Work request >>
Repeat nothing but the lines below running from the one containing "positions.insert(id.to_string(), Point::new(x, y));" to the one containing "by the validator.". Keep both end lines.

Records provided >>

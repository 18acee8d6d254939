// src/layout/layered.rs

//! Longest-path layering and initial node placement.

use std::collections::{BTreeMap, HashSet};

use tracing::debug;

use crate::config::model::CanvasSection;
use crate::dag::graph::GraphModel;
use crate::layout::geometry::Point;
use crate::types::JobId;

/// Places nodes in left-to-right columns by dependency depth.
#[derive(Debug, Clone, Copy, PartialEq)]
pub struct LayeredLayout {
    pub width: f64,
    pub height: f64,
}

impl LayeredLayout {
    pub fn new(width: f64, height: f64) -> Self {
        Self { width, height }
    }

    pub fn from_canvas(canvas: &CanvasSection) -> Self {
        Self::new(canvas.width, canvas.height)
    }

    /// Level of every job; see [`assign_levels`].
    pub fn levels(&self, graph: &GraphModel) -> BTreeMap<JobId, usize> {
        assign_levels(graph)
    }

    /// Canvas position of every job.
    ///
    /// Column `level` sits at `x = (level + 1) * width / (max_level + 2)`.
    /// Inside a column, nodes keep ascending id order and are spread evenly
    /// over the height; a lone node is vertically centred.
    pub fn positions(&self, graph: &GraphModel) -> BTreeMap<JobId, Point> {
        let levels = assign_levels(graph);
        let Some(max_level) = levels.values().copied().max() else {
            return BTreeMap::new();
        };

        let mut columns: BTreeMap<usize, Vec<&str>> = BTreeMap::new();
        for (id, level) in &levels {
            columns.entry(*level).or_default().push(id.as_str());
        }

        let column_step = self.width / (max_level as f64 + 2.0);
        let mut positions = BTreeMap::new();

        for (level, members) in &columns {
            let x = (*level as f64 + 1.0) * column_step;
            let n = members.len();
            for (index, id) in members.iter().enumerate() {
                let y = if n == 1 {
                    self.height / 2.0
                } else {
                    (index as f64 + 1.0) * self.height / (n as f64 + 1.0)
                };
                positions.insert(id.to_string(), Point::new(x, y));
            }
        }

        debug!(
            nodes = positions.len(),
            columns = columns.len(),
            "computed layered positions"
        );
        positions
    }
}

/// Level of every job: 0 for jobs without resolved prerequisites, otherwise
/// one more than the deepest prerequisite.
///
/// Levels are memoized within the pass. On cyclic input a job reached again
/// while its own level is still being computed counts as level 0, which
/// stops the walk and yields an approximate but finite layering; cycles
/// themselves are reported by the validator.
pub fn assign_levels(graph: &GraphModel) -> BTreeMap<JobId, usize> {
    let mut pass = LevelPass {
        graph,
        memo: BTreeMap::new(),
        in_progress: HashSet::new(),
    };
    for id in graph.ids() {
        pass.level_of(id);
    }
    pass.memo
        .into_iter()
        .map(|(id, level)| (id.to_string(), level))
        .collect()
}

struct LevelPass<'g> {
    graph: &'g GraphModel,
    memo: BTreeMap<&'g str, usize>,
    in_progress: HashSet<&'g str>,
}

/// A job whose prerequisites are still being walked.
struct Frame<'g> {
    id: &'g str,
    deps: std::vec::IntoIter<&'g str>,
    level: usize,
}

impl<'g> Frame<'g> {
    fn new(graph: &'g GraphModel, id: &'g str) -> Self {
        Self {
            id,
            deps: graph.dependencies_of(id).into_iter(),
            level: 0,
        }
    }
}

impl<'g> LevelPass<'g> {
    /// Depth-first over prerequisites with an explicit stack, so long
    /// chains do not exhaust the call stack.
    fn level_of(&mut self, start: &'g str) -> usize {
        if let Some(level) = self.memo.get(start) {
            return *level;
        }

        let graph: &'g GraphModel = self.graph;
        self.in_progress.insert(start);
        let mut stack = vec![Frame::new(graph, start)];

        while let Some(frame) = stack.last_mut() {
            match frame.deps.next() {
                Some(dep) => {
                    if let Some(level) = self.memo.get(dep) {
                        frame.level = frame.level.max(level + 1);
                    } else if !self.in_progress.insert(dep) {
                        debug!(job = %dep, "cycle while layering; treating revisit as level 0");
                        frame.level = frame.level.max(1);
                    } else {
                        stack.push(Frame::new(graph, dep));
                    }
                }
                None => {
                    let (id, level) = (frame.id, frame.level);
                    stack.pop();
                    self.in_progress.remove(id);
                    self.memo.insert(id, level);
                    if let Some(parent) = stack.last_mut() {
                        parent.level = parent.level.max(level + 1);
                    }
                }
            }
        }

        self.memo.get(start).copied().unwrap_or_default()
    }
}
// src/config/model.rs

use serde::{Deserialize, Serialize};
use serde_json::Value;

use crate::types::RoutingStyle;

/// Top-level job document as read from YAML, JSON or TOML.
///
/// ```yaml
/// canvas:
///   width: 800
///   height: 600
///   routing: orthogonal
///
/// jobs:
///   - job: J1
///     name: fetch
///     value: "pull sources"
///   - job: J2
///     name: build
///     depend: fetch
///   - name: test
///     depend: [build]
/// ```
///
/// `jobs` is kept as an untyped value so that the shape check (missing,
/// not a list) can be reported as a schema error instead of a parser error.
/// Use [`JobDocument`] (via `TryFrom`) for the validated form.
#[derive(Debug, Clone, Deserialize, Default)]
pub struct RawDocument {
    /// Canvas / interaction settings from `canvas`.
    #[serde(default)]
    pub canvas: CanvasSection,

    /// The raw `jobs` entry, if present.
    #[serde(default)]
    pub jobs: Option<Value>,
}

/// Validated job document.
///
/// Only produced by `TryFrom<RawDocument>` (see `config::validate`).
#[derive(Debug, Clone)]
pub struct JobDocument {
    pub canvas: CanvasSection,
    pub jobs: Vec<JobSpec>,
}

impl JobDocument {
    pub(crate) fn new_unchecked(canvas: CanvasSection, jobs: Vec<JobSpec>) -> Self {
        Self { canvas, jobs }
    }
}

/// `canvas` section.
///
/// Dimensions are in canvas units (pixels for the reference renderer).
#[derive(Debug, Clone, Copy, PartialEq, Deserialize, Serialize)]
pub struct CanvasSection {
    #[serde(default = "default_width")]
    pub width: f64,

    #[serde(default = "default_height")]
    pub height: f64,

    /// Default width of a freshly placed node.
    #[serde(default = "default_node_width")]
    pub node_width: f64,

    /// Default height of a freshly placed node.
    #[serde(default = "default_node_height")]
    pub node_height: f64,

    /// Maximum pointer distance at which a dragged connection snaps to an
    /// anchor.
    #[serde(default = "default_snap_radius")]
    pub snap_radius: f64,

    /// Connector drawing policy.
    #[serde(default)]
    pub routing: RoutingStyle,
}

fn default_width() -> f64 {
    800.0
}

fn default_height() -> f64 {
    600.0
}

fn default_node_width() -> f64 {
    100.0
}

fn default_node_height() -> f64 {
    40.0
}

fn default_snap_radius() -> f64 {
    20.0
}

impl Default for CanvasSection {
    fn default() -> Self {
        Self {
            width: default_width(),
            height: default_height(),
            node_width: default_node_width(),
            node_height: default_node_height(),
            snap_radius: default_snap_radius(),
            routing: RoutingStyle::default(),
        }
    }
}

/// One entry of the `jobs` list exactly as written.
///
/// Every field is loosely typed: identifiers may be numbers, `depend`
/// may be a string, a list or garbage. [`JobSpec::from_raw`] normalizes.
#[derive(Debug, Clone, Deserialize, Default)]
pub struct RawJobRecord {
    /// Optional task identifier used for cross-referencing.
    #[serde(default)]
    pub job: Option<Value>,

    /// Display / identity key.
    #[serde(default)]
    pub name: Option<Value>,

    /// Optional display payload.
    #[serde(default)]
    pub value: Option<Value>,

    /// Dependencies: a single identifier or a list of identifiers.
    #[serde(default)]
    pub depend: Option<Value>,
}

/// Normalized job record.
#[derive(Debug, Clone, PartialEq, Eq, Default)]
pub struct JobSpec {
    pub job: Option<String>,
    pub name: Option<String>,
    pub value: Option<String>,
    pub depend: Vec<String>,
}

impl JobSpec {
    pub fn from_raw(raw: RawJobRecord) -> Self {
        Self {
            job: raw.job.as_ref().and_then(scalar_to_string),
            name: raw.name.as_ref().and_then(scalar_to_string),
            value: raw.value.as_ref().and_then(scalar_to_string),
            depend: normalize_depend(raw.depend.as_ref()),
        }
    }

    /// Identity of this record in the graph: `name`, else `job`.
    pub fn identity(&self) -> Option<&str> {
        self.name
            .as_deref()
            .or(self.job.as_deref())
            .filter(|s| !s.is_empty())
    }
}

/// Normalize a `depend` value into a list of identifiers.
///
/// - a string or number becomes a one-element list
/// - a list keeps its non-empty string and number entries
/// - anything else (null, mapping, bool, ...) yields no dependencies
///
/// Numbers are stringified the same way numeric `name`s are, so `depend: 5`
/// and `depend: [5]` both refer to the job named `5`.
pub fn normalize_depend(depend: Option<&Value>) -> Vec<String> {
    match depend {
        Some(Value::Array(items)) => items.iter().filter_map(dependency_id).collect(),
        Some(scalar) => dependency_id(scalar).into_iter().collect(),
        None => Vec::new(),
    }
}

fn dependency_id(value: &Value) -> Option<String> {
    match value {
        Value::String(_) | Value::Number(_) => scalar_to_string(value).filter(|s| !s.is_empty()),
        _ => None,
    }
}

/// Render a scalar value as a display string. `null` and containers yield `None`.
fn scalar_to_string(value: &Value) -> Option<String> {
    match value {
        Value::String(s) => Some(s.clone()),
        Value::Number(n) => Some(n.to_string()),
        Value::Bool(b) => Some(b.to_string()),
        Value::Null | Value::Array(_) | Value::Object(_) => None,
    }
}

Task output >>
                positions.insert(id.to_string(), Point::new(x, y));
            }
        }

        debug!(
            nodes = positions.len(),
            columns = columns.len(),
            "computed layered positions"
        );
        positions
    }
}

/// Level of every job: 0 for jobs without resolved prerequisites, otherwise
/// one more than the deepest prerequisite.
///
/// Levels are memoized within the pass. On cyclic input a job reached again
/// while its own level is still being computed counts as level 0, which
/// stops the walk and yields an approximate but finite layering; cycles
/// themselves are reported by the validator.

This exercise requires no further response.